Data entries
◇ ◇ ◇ ◇ ◇ ◇ ◇

#![allow(clippy::float_cmp)]

use super::*;

const EPSILON: f64 = 1e-9;

fn hue_of(color: &Color) -> f64 {
    color.hue().unwrap_or(f64::NAN)
}

// =============================================================
// ratio_from_offset
// =============================================================

#[test]
fn ratio_from_offset_divides_by_width() {
    assert_eq!(ratio_from_offset(50.0, 200.0), 0.25);
}

#[test]
fn ratio_from_offset_clamps_outside_track() {
    assert_eq!(ratio_from_offset(-30.0, 200.0), 0.0);
    assert_eq!(ratio_from_offset(260.0, 200.0), 1.0);
}

#[test]
fn ratio_from_offset_degenerate_track_is_zero() {
    assert_eq!(ratio_from_offset(10.0, 0.0), 0.0);
    assert_eq!(ratio_from_offset(10.0, -5.0), 0.0);
    assert_eq!(ratio_from_offset(f64::NAN, 100.0), 0.0);
}

// =============================================================
// Pinned zones
// =============================================================

#[test]
fn low_ratios_pin_to_black() {
    for ramp in [Ramp::Foreground, Ramp::Background] {
        for r in [0.0, 0.01, 0.025, 0.0499] {
            assert_eq!(ramp.map(r), Color::Named("black"), "{ramp:?} at {r}");
        }
    }
}

#[test]
fn high_ratios_pin_to_white() {
    for ramp in [Ramp::Foreground, Ramp::Background] {
        for r in [0.9501, 0.97, 1.0] {
            assert_eq!(ramp.map(r), Color::Named("white"), "{ramp:?} at {r}");
        }
    }
}

#[test]
fn out_of_range_ratios_behave_like_ends() {
    assert_eq!(Ramp::Foreground.map(-3.0), Color::Named("black"));
    assert_eq!(Ramp::Foreground.map(7.0), Color::Named("white"));
    assert_eq!(Ramp::Foreground.map(f64::NAN), Color::Named("black"));
}

// =============================================================
// Hue sweep
// =============================================================

#[test]
fn midpoint_is_cyan_hue_on_foreground() {
    let c = Ramp::Foreground.map(0.5);
    assert!((hue_of(&c) - 180.0).abs() < EPSILON);
    assert_eq!(c.to_string(), "hsl(180, 100%, 50%)");
}

#[test]
fn background_ramp_uses_pastel_saturation_and_lightness() {
    let c = Ramp::Background.map(0.5);
    assert_eq!(c.to_string(), "hsl(180, 70%, 90%)");
}

#[test]
fn hue_is_continuous_at_pin_boundaries() {
    let lo = Ramp::Foreground.map(0.05);
    let just_above = Ramp::Foreground.map(0.05 + 1e-7);
    assert!(hue_of(&lo).abs() < EPSILON);
    assert!((hue_of(&just_above) - hue_of(&lo)).abs() < 1e-3);

    let hi = Ramp::Foreground.map(0.95);
    let just_below = Ramp::Foreground.map(0.95 - 1e-7);
    assert!((hue_of(&hi) - 360.0).abs() < 1e-6);
    assert!((hue_of(&just_below) - hue_of(&hi)).abs() < 1e-3);
}

#[test]
fn hue_increases_monotonically_across_band() {
    let mut last = -1.0;
    for i in 0..=90 {
        let r = 0.05 + f64::from(i) * 0.01;
        let h = hue_of(&Ramp::Background.map(r.min(0.95)));
        assert!(h >= last, "hue dropped at ratio {r}");
        last = h;
    }
}

#[test]
fn map_is_deterministic() {
    for r in [0.1, 0.33, 0.5, 0.77] {
        assert_eq!(Ramp::Foreground.map(r), Ramp::Foreground.map(r));
    }
}

// =============================================================
// Slider scenario
// =============================================================

#[test]
fn slider_of_200px_pins_and_sweeps() {
    assert_eq!(Ramp::Foreground.map_offset(5.0, 200.0), Color::Named("black"));
    let mid = Ramp::Foreground.map_offset(100.0, 200.0);
    assert!((hue_of(&mid) - 180.0).abs() < EPSILON);
    assert_eq!(Ramp::Foreground.map_offset(199.0, 200.0), Color::Named("white"));
}

// =============================================================
// Display
// =============================================================

#[test]
fn display_trims_hue_decimals() {
    let c = Color::Hsl { hue: 123.456_789, saturation: 100, lightness: 50 };
    assert_eq!(c.to_string(), "hsl(123.46, 100%, 50%)");
    let c = Color::Hsl { hue: 90.5, saturation: 70, lightness: 90 };
    assert_eq!(c.to_string(), "hsl(90.5, 70%, 90%)");
}

#[test]
fn display_named_is_verbatim() {
    assert_eq!(Color::Named("white").to_string(), "white");
}

#[test]
fn gradients_start_black_and_end_white() {
    for ramp in [Ramp::Foreground, Ramp::Background] {
        let css = ramp.gradient_css();
        assert!(css.starts_with("linear-gradient(to right, black, "));
        assert!(css.ends_with(", white)"));
    }
    assert!(Ramp::Background.gradient_css().contains("#fce4ec"));
    assert!(Ramp::Foreground.gradient_css().contains("magenta"));
}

◇ ◇ ◇ ◇ ◇ ◇ ◇

WHAT TO WORK ON. Only the number is wanted here. How many lines in the entries contain "last"?

SOLUTION. 3